Source data
+++

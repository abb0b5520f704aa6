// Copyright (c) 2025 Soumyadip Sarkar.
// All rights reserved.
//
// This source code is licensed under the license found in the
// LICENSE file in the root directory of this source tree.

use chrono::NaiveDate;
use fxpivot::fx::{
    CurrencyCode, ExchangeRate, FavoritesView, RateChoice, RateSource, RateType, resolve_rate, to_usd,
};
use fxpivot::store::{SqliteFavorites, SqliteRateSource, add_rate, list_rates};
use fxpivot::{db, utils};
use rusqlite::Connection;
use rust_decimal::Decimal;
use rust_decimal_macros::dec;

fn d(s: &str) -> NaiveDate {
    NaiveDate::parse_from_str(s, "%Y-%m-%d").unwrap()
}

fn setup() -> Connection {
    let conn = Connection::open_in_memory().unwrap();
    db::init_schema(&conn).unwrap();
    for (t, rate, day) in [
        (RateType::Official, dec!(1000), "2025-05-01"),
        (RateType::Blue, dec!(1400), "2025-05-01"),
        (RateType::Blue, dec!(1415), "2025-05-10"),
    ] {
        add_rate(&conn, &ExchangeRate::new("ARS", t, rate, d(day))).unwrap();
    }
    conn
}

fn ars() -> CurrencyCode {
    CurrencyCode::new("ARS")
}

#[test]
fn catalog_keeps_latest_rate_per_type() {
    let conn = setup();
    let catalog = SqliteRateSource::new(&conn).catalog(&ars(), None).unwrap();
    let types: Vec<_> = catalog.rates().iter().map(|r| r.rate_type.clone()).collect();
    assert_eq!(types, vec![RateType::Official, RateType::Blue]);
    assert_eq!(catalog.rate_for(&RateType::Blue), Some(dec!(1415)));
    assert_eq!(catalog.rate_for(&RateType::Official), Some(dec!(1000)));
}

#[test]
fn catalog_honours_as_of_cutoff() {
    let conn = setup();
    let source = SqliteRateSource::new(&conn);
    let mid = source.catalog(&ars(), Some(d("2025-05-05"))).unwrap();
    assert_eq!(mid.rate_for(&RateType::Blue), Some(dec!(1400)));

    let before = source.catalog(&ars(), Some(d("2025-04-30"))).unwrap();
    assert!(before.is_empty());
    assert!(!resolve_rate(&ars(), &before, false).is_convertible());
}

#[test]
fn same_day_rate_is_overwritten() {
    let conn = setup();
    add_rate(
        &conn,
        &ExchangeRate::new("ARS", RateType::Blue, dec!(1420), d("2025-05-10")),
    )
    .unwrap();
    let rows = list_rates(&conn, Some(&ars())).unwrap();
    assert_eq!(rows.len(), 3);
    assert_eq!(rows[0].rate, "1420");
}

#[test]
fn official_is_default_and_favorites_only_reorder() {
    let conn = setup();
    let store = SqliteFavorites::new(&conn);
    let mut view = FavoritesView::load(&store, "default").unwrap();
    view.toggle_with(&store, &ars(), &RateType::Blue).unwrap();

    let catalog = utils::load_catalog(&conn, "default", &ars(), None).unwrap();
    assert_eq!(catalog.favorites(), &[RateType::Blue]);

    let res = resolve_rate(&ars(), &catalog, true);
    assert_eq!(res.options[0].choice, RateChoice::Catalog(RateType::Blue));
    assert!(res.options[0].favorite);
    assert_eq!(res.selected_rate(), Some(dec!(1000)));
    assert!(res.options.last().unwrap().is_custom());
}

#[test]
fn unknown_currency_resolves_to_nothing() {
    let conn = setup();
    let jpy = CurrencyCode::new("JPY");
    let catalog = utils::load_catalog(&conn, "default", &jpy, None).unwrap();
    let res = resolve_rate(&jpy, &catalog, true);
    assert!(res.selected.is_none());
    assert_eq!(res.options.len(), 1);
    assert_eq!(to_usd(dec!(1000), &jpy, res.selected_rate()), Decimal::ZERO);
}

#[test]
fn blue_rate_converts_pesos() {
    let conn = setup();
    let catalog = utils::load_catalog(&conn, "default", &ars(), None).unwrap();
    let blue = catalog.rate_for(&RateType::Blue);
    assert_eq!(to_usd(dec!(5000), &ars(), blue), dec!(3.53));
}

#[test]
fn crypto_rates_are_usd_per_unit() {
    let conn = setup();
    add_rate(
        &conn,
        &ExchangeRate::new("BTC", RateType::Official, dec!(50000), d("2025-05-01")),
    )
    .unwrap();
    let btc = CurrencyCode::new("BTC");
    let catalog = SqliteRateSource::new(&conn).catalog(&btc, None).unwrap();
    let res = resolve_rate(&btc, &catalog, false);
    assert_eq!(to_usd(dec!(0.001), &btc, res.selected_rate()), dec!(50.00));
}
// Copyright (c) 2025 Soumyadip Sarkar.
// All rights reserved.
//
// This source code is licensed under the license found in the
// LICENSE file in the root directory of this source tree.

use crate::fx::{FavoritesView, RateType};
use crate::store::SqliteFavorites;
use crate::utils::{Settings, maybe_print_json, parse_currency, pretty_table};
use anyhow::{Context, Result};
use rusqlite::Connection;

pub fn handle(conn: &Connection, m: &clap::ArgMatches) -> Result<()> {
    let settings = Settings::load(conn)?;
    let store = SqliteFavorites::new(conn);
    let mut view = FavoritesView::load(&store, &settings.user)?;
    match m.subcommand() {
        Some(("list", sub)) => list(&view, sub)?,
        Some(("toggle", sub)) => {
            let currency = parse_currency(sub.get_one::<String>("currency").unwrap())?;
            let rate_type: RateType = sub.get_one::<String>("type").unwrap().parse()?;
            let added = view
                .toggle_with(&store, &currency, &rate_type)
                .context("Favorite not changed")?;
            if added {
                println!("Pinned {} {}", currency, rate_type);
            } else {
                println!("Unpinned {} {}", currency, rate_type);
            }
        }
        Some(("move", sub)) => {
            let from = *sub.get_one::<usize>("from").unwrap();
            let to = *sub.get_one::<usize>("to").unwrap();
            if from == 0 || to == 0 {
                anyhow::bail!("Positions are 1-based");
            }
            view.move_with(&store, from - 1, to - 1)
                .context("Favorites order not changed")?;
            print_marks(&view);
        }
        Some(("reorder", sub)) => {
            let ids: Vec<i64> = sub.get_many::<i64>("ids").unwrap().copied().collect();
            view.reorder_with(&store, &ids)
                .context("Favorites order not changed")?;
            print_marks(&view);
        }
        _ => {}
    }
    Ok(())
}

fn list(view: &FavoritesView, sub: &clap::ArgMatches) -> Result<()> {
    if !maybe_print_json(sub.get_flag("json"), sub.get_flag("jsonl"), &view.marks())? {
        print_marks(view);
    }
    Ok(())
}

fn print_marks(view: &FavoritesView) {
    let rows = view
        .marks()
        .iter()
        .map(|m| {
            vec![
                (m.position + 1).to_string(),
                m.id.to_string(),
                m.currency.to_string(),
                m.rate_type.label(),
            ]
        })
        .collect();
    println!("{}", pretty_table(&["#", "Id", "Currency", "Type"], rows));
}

+++

Work item
Set down the entries again exactly as they are.

Response area
repository abb0b5520f704aa6
// Copyright (c) 2025 Soumyadip Sarkar.
// All rights reserved.
//
// This source code is licensed under the license found in the
// LICENSE file in the root directory of this source tree.

use chrono::NaiveDate;
use fxpivot::fx::{
    CurrencyCode, ExchangeRate, FavoritesView, RateChoice, RateSource, RateType, resolve_rate, to_usd,
};
use fxpivot::store::{SqliteFavorites, SqliteRateSource, add_rate, list_rates};
use fxpivot::{db, utils};
use rusqlite::Connection;
use rust_decimal::Decimal;
use rust_decimal_macros::dec;

fn d(s: &str) -> NaiveDate {
    NaiveDate::parse_from_str(s, "%Y-%m-%d").unwrap()
}

fn setup() -> Connection {
    let conn = Connection::open_in_memory().unwrap();
    db::init_schema(&conn).unwrap();
    for (t, rate, day) in [
        (RateType::Official, dec!(1000), "2025-05-01"),
        (RateType::Blue, dec!(1400), "2025-05-01"),
        (RateType::Blue, dec!(1415), "2025-05-10"),
    ] {
        add_rate(&conn, &ExchangeRate::new("ARS", t, rate, d(day))).unwrap();
    }
    conn
}

fn ars() -> CurrencyCode {
    CurrencyCode::new("ARS")
}

#[test]
fn catalog_keeps_latest_rate_per_type() {
    let conn = setup();
    let catalog = SqliteRateSource::new(&conn).catalog(&ars(), None).unwrap();
    let types: Vec<_> = catalog.rates().iter().map(|r| r.rate_type.clone()).collect();
    assert_eq!(types, vec![RateType::Official, RateType::Blue]);
    assert_eq!(catalog.rate_for(&RateType::Blue), Some(dec!(1415)));
    assert_eq!(catalog.rate_for(&RateType::Official), Some(dec!(1000)));
}

#[test]
fn catalog_honours_as_of_cutoff() {
    let conn = setup();
    let source = SqliteRateSource::new(&conn);
    let mid = source.catalog(&ars(), Some(d("2025-05-05"))).unwrap();
    assert_eq!(mid.rate_for(&RateType::Blue), Some(dec!(1400)));

    let before = source.catalog(&ars(), Some(d("2025-04-30"))).unwrap();
    assert!(before.is_empty());
    assert!(!resolve_rate(&ars(), &before, false).is_convertible());
}

#[test]
fn same_day_rate_is_overwritten() {
    let conn = setup();
    add_rate(
        &conn,
        &ExchangeRate::new("ARS", RateType::Blue, dec!(1420), d("2025-05-10")),
    )
    .unwrap();
    let rows = list_rates(&conn, Some(&ars())).unwrap();
    assert_eq!(rows.len(), 3);
    assert_eq!(rows[0].rate, "1420");
}

#[test]
fn official_is_default_and_favorites_only_reorder() {
    let conn = setup();
    let store = SqliteFavorites::new(&conn);
    let mut view = FavoritesView::load(&store, "default").unwrap();
    view.toggle_with(&store, &ars(), &RateType::Blue).unwrap();

    let catalog = utils::load_catalog(&conn, "default", &ars(), None).unwrap();
    assert_eq!(catalog.favorites(), &[RateType::Blue]);

    let res = resolve_rate(&ars(), &catalog, true);
    assert_eq!(res.options[0].choice, RateChoice::Catalog(RateType::Blue));
    assert!(res.options[0].favorite);
    assert_eq!(res.selected_rate(), Some(dec!(1000)));
    assert!(res.options.last().unwrap().is_custom());
}

#[test]
fn unknown_currency_resolves_to_nothing() {
    let conn = setup();
    let jpy = CurrencyCode::new("JPY");
    let catalog = utils::load_catalog(&conn, "default", &jpy, None).unwrap();
    let res = resolve_rate(&jpy, &catalog, true);
    assert!(res.selected.is_none());
    assert_eq!(res.options.len(), 1);
    assert_eq!(to_usd(dec!(1000), &jpy, res.selected_rate()), Decimal::ZERO);
}

#[test]
fn blue_rate_converts_pesos() {
    let conn = setup();
    let catalog = utils::load_catalog(&conn, "default", &ars(), None).unwrap();
    let blue = catalog.rate_for(&RateType::Blue);
    assert_eq!(to_usd(dec!(5000), &ars(), blue), dec!(3.53));
}

#[test]
fn crypto_rates_are_usd_per_unit() {
    let conn = setup();
    add_rate(
        &conn,
        &ExchangeRate::new("BTC", RateType::Official, dec!(50000), d("2025-05-01")),
    )
    .unwrap();
    let btc = CurrencyCode::new("BTC");
    let catalog = SqliteRateSource::new(&conn).catalog(&btc, None).unwrap();
    let res = resolve_rate(&btc, &catalog, false);
    assert_eq!(to_usd(dec!(0.001), &btc, res.selected_rate()), dec!(50.00));
}
// Copyright (c) 2025 Soumyadip Sarkar.
// All rights reserved.
//
// This source code is licensed under the license found in the
// LICENSE file in the root directory of this source tree.

use crate::fx::{FavoritesView, RateType};
use crate::store::SqliteFavorites;
use crate::utils::{Settings, maybe_print_json, parse_currency, pretty_table};
use anyhow::{Context, Result};
use rusqlite::Connection;

pub fn handle(conn: &Connection, m: &clap::ArgMatches) -> Result<()> {
    let settings = Settings::load(conn)?;
    let store = SqliteFavorites::new(conn);
    let mut view = FavoritesView::load(&store, &settings.user)?;
    match m.subcommand() {
        Some(("list", sub)) => list(&view, sub)?,
        Some(("toggle", sub)) => {
            let currency = parse_currency(sub.get_one::<String>("currency").unwrap())?;
            let rate_type: RateType = sub.get_one::<String>("type").unwrap().parse()?;
            let added = view
                .toggle_with(&store, &currency, &rate_type)
                .context("Favorite not changed")?;
            if added {
                println!("Pinned {} {}", currency, rate_type);
            } else {
                println!("Unpinned {} {}", currency, rate_type);
            }
        }
        Some(("move", sub)) => {
            let from = *sub.get_one::<usize>("from").unwrap();
            let to = *sub.get_one::<usize>("to").unwrap();
            if from == 0 || to == 0 {
                anyhow::bail!("Positions are 1-based");
            }
            view.move_with(&store, from - 1, to - 1)
                .context("Favorites order not changed")?;
            print_marks(&view);
        }
        Some(("reorder", sub)) => {
            let ids: Vec<i64> = sub.get_many::<i64>("ids").unwrap().copied().collect();
            view.reorder_with(&store, &ids)
                .context("Favorites order not changed")?;
            print_marks(&view);
        }
        _ => {}
    }
    Ok(())
}

fn list(view: &FavoritesView, sub: &clap::ArgMatches) -> Result<()> {
    if !maybe_print_json(sub.get_flag("json"), sub.get_flag("jsonl"), &view.marks())? {
        print_marks(view);
    }
    Ok(())
}

fn print_marks(view: &FavoritesView) {
    let rows = view
        .marks()
        .iter()
        .map(|m| {
            vec![
                (m.position + 1).to_string(),
                m.id.to_string(),
                m.currency.to_string(),
                m.rate_type.label(),
            ]
        })
        .collect();
    println!("{}", pretty_table(&["#", "Id", "Currency", "Type"], rows));
}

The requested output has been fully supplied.